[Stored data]
//! Result-URL capture.
//!
//! Given a results page already scoped to one route, captures up to N
//! representative result links. Two patterns exist because the site mixes
//! interaction models: app and flow results are full navigations, screen
//! results open an overlay on top of the grid.

use std::collections::HashSet;
use std::sync::Arc;
use std::time::{SystemTime, UNIX_EPOCH};

use regex::Regex;
use serde::{Deserialize, Serialize};
use serde_json::{Value, json};
use tracing::{debug, warn};

use crate::config::EngineConfig;
use crate::dom::{self, ResultCandidate};
use crate::error::Result;
use crate::route::{Platform, RouteKind};
use crate::workflow::{WorkflowExecutor, WorkflowStep};

/// How results of a route are opened and therefore captured.
#[derive(Debug, Clone, Copy, PartialEq, Eq, Serialize, Deserialize)]
#[serde(rename_all = "kebab-case")]
pub enum CapturePattern {
	/// Click, read the new address, navigate back.
	Navigation,
	/// Click, wait for the overlay, read its canonical address, dismiss.
	Modal,
}

/// One captured result link.
#[derive(Debug, Clone, Serialize, Deserialize)]
pub struct CapturedUrl {
	pub url: String,
	pub title: String,
	pub description: String,
	/// Route the result belongs to.
	pub kind: RouteKind,
	pub keyword: String,
	pub platform: Platform,
	/// In `[0, 1]`; earlier grid positions score higher.
	pub relevance_score: f64,
	/// Unix timestamp in milliseconds.
	pub captured_at: i64,
	pub metadata: Value,
}

/// Outcome of one capture run. A shortfall is not an error: the run
/// returns whatever it captured plus descriptive warnings.
#[derive(Debug, Clone, Default)]
pub struct CaptureOutcome {
	pub urls: Vec<CapturedUrl>,
	pub warnings: Vec<String>,
}

/// Captures clean result URLs from the current results page.
pub struct UrlCaptureManager {
	executor: WorkflowExecutor,
	config: Arc<EngineConfig>,
	exclusions: Vec<Regex>,
}

impl UrlCaptureManager {
	pub fn new(executor: WorkflowExecutor, config: Arc<EngineConfig>) -> Self {
		let exclusions = config
			.excluded_path_patterns
			.iter()
			.filter_map(|pattern| match Regex::new(&regex::escape(pattern)) {
				Ok(regex) => Some(regex),
				Err(error) => {
					warn!(target: "scout", pattern, %error, "dropping unusable exclusion pattern");
					None
				}
			})
			.collect();
		Self {
			executor,
			config,
			exclusions,
		}
	}

	/// Captures up to `count` unique result URLs using the route's
	/// pattern.
	pub async fn capture(
		&self,
		route: RouteKind,
		keyword: &str,
		platform: Platform,
		count: usize,
	) -> CaptureOutcome {
		let mut outcome = CaptureOutcome::default();

		let payload = match self
			.executor
			.evaluate_json(dom::RESULT_CANDIDATE_QUERY, "collect result candidates")
			.await
		{
			Ok(payload) => payload,
			Err(error) => {
				outcome
					.warnings
					.push(format!("could not scan the results grid: {error}"));
				return outcome;
			}
		};

		let candidates: Vec<ResultCandidate> = dom::parse_records(&payload);
		let total_found = candidates.len();
		// Filter before any click: brand and profile links share the grid
		// with real results and must never be followed.
		let eligible: Vec<ResultCandidate> = candidates
			.into_iter()
			.filter(|candidate| match candidate.href.as_deref() {
				Some(href) => !self.is_excluded(href),
				None => true,
			})
			.collect();
		debug!(
			target: "scout",
			route = route.as_str(),
			total_found,
			eligible = eligible.len(),
			"scanned results grid"
		);

		if eligible.is_empty() {
			outcome
				.warnings
				.push("no eligible result candidates on the page".to_string());
			return outcome;
		}

		let mut seen = HashSet::new();
		for (position, candidate) in eligible.iter().enumerate() {
			if outcome.urls.len() >= count {
				break;
			}

			let captured = match route.capture_pattern() {
				CapturePattern::Navigation => self.capture_via_navigation(candidate).await,
				CapturePattern::Modal => self.capture_via_modal(candidate).await,
			};

			match captured {
				Ok(Some(url)) => {
					if !seen.insert(url.clone()) {
						debug!(target: "scout", url, "skipping duplicate capture");
						continue;
					}
					outcome.urls.push(CapturedUrl {
						url,
						title: candidate
							.title
							.clone()
							.filter(|title| !title.is_empty())
							.unwrap_or_else(|| format!("{} result {}", route.as_str(), position + 1)),
						description: candidate.subtitle.clone().unwrap_or_default(),
						kind: route,
						keyword: keyword.to_string(),
						platform,
						relevance_score: position_score(position),
						captured_at: unix_millis(),
						metadata: json!({
							"position": position,
							"selector": candidate.selector,
							"pattern": route.capture_pattern(),
						}),
					});
				}
				Ok(None) => {
					outcome.warnings.push(format!(
						"candidate {} produced no readable address",
						position + 1
					));
				}
				Err(error) => {
					outcome
						.warnings
						.push(format!("candidate {} failed: {error}", position + 1));
				}
			}
		}

		if outcome.urls.len() < count {
			outcome.warnings.push(format!(
				"captured {} of {} requested results",
				outcome.urls.len(),
				count
			));
		}
		outcome
	}

	async fn capture_via_navigation(&self, candidate: &ResultCandidate) -> Result<Option<String>> {
		self.executor
			.run_step(&WorkflowStep::click(
				candidate.selector.clone(),
				"open the result",
			))
			.await?;

		let url = self.read_url(dom::CURRENT_URL_QUERY).await;

		// Return to the grid even when the address was unreadable, or
		// every later candidate would be captured from the wrong page.
		self.executor
			.run_step(&WorkflowStep::navigate_back("return to the results grid"))
			.await?;
		Ok(url)
	}

	async fn capture_via_modal(&self, candidate: &ResultCandidate) -> Result<Option<String>> {
		self.executor
			.run_step(&WorkflowStep::click(
				candidate.selector.clone(),
				"open the result overlay",
			))
			.await?;
		self.executor
			.run_step(
				&WorkflowStep::wait_for(dom::MODAL_SELECTOR, "wait for the overlay")
					.with_fallback(dom::MODAL_SELECTOR_FALLBACK)
					.with_timeout(5_000),
			)
			.await?;

		let url = self.read_url(dom::MODAL_URL_QUERY).await;

		self.executor
			.run_step(&WorkflowStep::press_key("Escape", "dismiss the overlay"))
			.await?;
		Ok(url)
	}

	/// Reads an address off the page and normalizes it against the base
	/// URL. Relative hrefs absolutize; junk reads come back as `None`.
	async fn read_url(&self, query: &str) -> Option<String> {
		let raw = self
			.executor
			.evaluate_value(query, "read the captured address")
			.await
			.ok()?;
		let trimmed = raw.trim().trim_matches('"');
		if trimmed.is_empty() {
			return None;
		}
		let base = url::Url::parse(&self.config.base_url).ok()?;
		base.join(trimmed).ok().map(|url| url.to_string())
	}

	fn is_excluded(&self, href: &str) -> bool {
		self.exclusions.iter().any(|pattern| pattern.is_match(href))
	}
}

/// Linear position decay: 0.95 for the first result, 0.07 less per
/// position, floored at 0.30.
fn position_score(position: usize) -> f64 {
	(0.95 - 0.07 * position as f64).max(0.30)
}

/// Unix timestamp in milliseconds.
pub fn unix_millis() -> i64 {
	SystemTime::now()
		.duration_since(UNIX_EPOCH)
		.map(|elapsed| elapsed.as_millis() as i64)
		.unwrap_or(0)
}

* _TASK OBJECTIVE_
Work out how many lines of the records contain "candidates", and reply with the number alone.

* _EXERCISE OUTPUT_
5